The Stream of Consciousness & Radical Empiricism (William James, 1890/1904) — Consciousness is not a chain of discrete events but a continuous flowing stream — personal, selective, and always changing. James’s mature position goes further: experience itself is the basic stuff of reality. Relations between experiences are as real as the things experienced, and the observer-independent world of physics is an abstraction built on top of this experiential ground.

The Hard Problem (David Chalmers, 1995) — Why should any physical process give rise to subjective experience at all? Functional and mechanistic accounts explain how the brain processes information, integrates signals, and generates behaviour — the ‘easy problems’ — but none explain why any of this is accompanied by an inner qualitative feel. No amount of third-person data closes this explanatory gap.

Neurophenomenology & Enactivism (Francisco Varela et al., 1991–1996) — Cognition is not the representation of a pre-given world but its enactment through embodied action. Varela’s methodological proposal: treat first-person phenomenological reports and third-person neuroscientific data as mutually constraining, not hierarchically ordered. This pragmatic bridge is the closest thing to a working method for a science that includes the experiencer.

Consciousness as Controlled Hallucination (Anil Seth, 2017–2021) — The brain is a prediction machine whose best guesses about the causes of sensory signals constitute conscious experience — including the sense of self.
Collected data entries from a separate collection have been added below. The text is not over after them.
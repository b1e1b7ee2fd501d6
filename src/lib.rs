//! Battle summaries: record attacker→target pairs during a combat round, report them in a
//! deterministic order, and persist them in per-object attribute storage.

pub mod cli;
pub mod combat;
pub mod config;
pub mod error;
pub mod server;
pub mod store;

pub use error::{RosterError, StorageError, SummaryError};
This is not an argument that experience is illusory but that its structure can be studied scientifically: by explaining what predictions the brain makes and why, we can progressively illuminate the hard problem from the inside.

Ancient Parallels: Upanishads & Buddhist Anatta (c. 700–300 BCE) — Two ancient traditions placed experience at the centre of cosmology and reached opposite conclusions. The Upanishads identify individual consciousness (Atman) with ultimate reality (Brahman): experience is the ground of being. Buddhism counters with anatta — no permanent self underlies the stream of experience. Both traditions insist the observer cannot be cleanly separated from what is observed, anticipating the Blind Spot argument by two millennia.

Recommended Reads

 

Items are grouped by medium: Books first, then Videos & Podcasts, then Academic Papers & Articles. ★ Recommended items are the highest-priority preparations; aim to engage with at least one from each group before the session.

Books

▸  The Blind Spot: Why Science Cannot Ignore Human Experience  ★ Recommended

Adam Frank, Marcelo Gleiser & Evan Thompson  ·  MIT Press, 2024

The anchor text. Frank (astrophysicist), Gleiser (physicist), and Thompson (philosopher, UBC) trace the systematic exclusion of the observer across modern science — from quantum mechanics and the arrow of time to the origins of life and the climate crisis — and argue that incorporating lived experience is not a retreat from rigour but a prerequisite for it.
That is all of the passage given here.